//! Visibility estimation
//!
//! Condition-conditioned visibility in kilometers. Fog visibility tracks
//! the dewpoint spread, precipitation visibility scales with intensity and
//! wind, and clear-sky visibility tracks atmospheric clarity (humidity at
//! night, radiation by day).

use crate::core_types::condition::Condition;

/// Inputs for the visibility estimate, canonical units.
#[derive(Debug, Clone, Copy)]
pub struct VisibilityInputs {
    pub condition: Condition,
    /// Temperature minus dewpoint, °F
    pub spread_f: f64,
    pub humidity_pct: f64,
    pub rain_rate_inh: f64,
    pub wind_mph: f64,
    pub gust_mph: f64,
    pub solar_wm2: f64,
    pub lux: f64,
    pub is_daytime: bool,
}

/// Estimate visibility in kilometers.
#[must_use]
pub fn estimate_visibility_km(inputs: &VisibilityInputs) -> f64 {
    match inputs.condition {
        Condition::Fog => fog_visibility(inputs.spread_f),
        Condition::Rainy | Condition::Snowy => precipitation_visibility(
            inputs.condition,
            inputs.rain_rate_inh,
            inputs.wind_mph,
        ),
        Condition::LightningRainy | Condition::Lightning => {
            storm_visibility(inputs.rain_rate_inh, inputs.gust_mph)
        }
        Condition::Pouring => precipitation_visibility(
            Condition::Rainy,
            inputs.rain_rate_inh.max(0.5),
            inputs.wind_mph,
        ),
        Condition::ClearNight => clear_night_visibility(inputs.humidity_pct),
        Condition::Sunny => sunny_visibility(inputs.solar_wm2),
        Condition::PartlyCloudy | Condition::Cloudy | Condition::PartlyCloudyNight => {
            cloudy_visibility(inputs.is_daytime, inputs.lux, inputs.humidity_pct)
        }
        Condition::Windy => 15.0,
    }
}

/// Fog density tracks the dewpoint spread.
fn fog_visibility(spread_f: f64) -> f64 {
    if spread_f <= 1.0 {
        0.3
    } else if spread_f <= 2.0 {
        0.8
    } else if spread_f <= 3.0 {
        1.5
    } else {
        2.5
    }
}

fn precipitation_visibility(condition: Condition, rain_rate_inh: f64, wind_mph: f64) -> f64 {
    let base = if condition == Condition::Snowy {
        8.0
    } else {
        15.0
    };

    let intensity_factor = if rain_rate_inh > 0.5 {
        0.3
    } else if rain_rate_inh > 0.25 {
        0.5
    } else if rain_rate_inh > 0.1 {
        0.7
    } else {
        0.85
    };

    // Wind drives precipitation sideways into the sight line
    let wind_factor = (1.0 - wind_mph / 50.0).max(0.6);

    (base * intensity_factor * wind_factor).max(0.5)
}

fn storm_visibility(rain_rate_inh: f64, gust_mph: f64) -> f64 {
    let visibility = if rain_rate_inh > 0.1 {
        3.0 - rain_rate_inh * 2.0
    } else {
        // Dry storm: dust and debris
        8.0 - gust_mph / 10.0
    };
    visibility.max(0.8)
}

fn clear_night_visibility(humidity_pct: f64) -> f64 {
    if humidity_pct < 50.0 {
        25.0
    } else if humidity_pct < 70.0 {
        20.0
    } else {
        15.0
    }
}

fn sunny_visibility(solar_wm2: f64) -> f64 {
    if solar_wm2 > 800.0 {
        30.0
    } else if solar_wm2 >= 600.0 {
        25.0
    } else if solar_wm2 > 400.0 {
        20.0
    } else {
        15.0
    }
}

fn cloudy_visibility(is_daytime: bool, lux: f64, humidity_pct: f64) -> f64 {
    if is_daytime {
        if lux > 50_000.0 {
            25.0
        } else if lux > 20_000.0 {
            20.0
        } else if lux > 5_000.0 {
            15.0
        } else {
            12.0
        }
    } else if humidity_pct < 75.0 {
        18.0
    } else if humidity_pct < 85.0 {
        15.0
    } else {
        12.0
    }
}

▶ **Required action**
Look for the line that contains "f64, humidity_pct: f64)" in the entries above. Set it down, along with all later lines, exactly as written.

▶ **Expected answer**
fn cloudy_visibility(is_daytime: bool, lux: f64, humidity_pct: f64) -> f64 {
    if is_daytime {
        if lux > 50_000.0 {
            25.0
        } else if lux > 20_000.0 {
            20.0
        } else if lux > 5_000.0 {
            15.0
        } else {
            12.0
        }
    } else if humidity_pct < 75.0 {
        18.0
    } else if humidity_pct < 85.0 {
        15.0
    } else {
        12.0
    }
}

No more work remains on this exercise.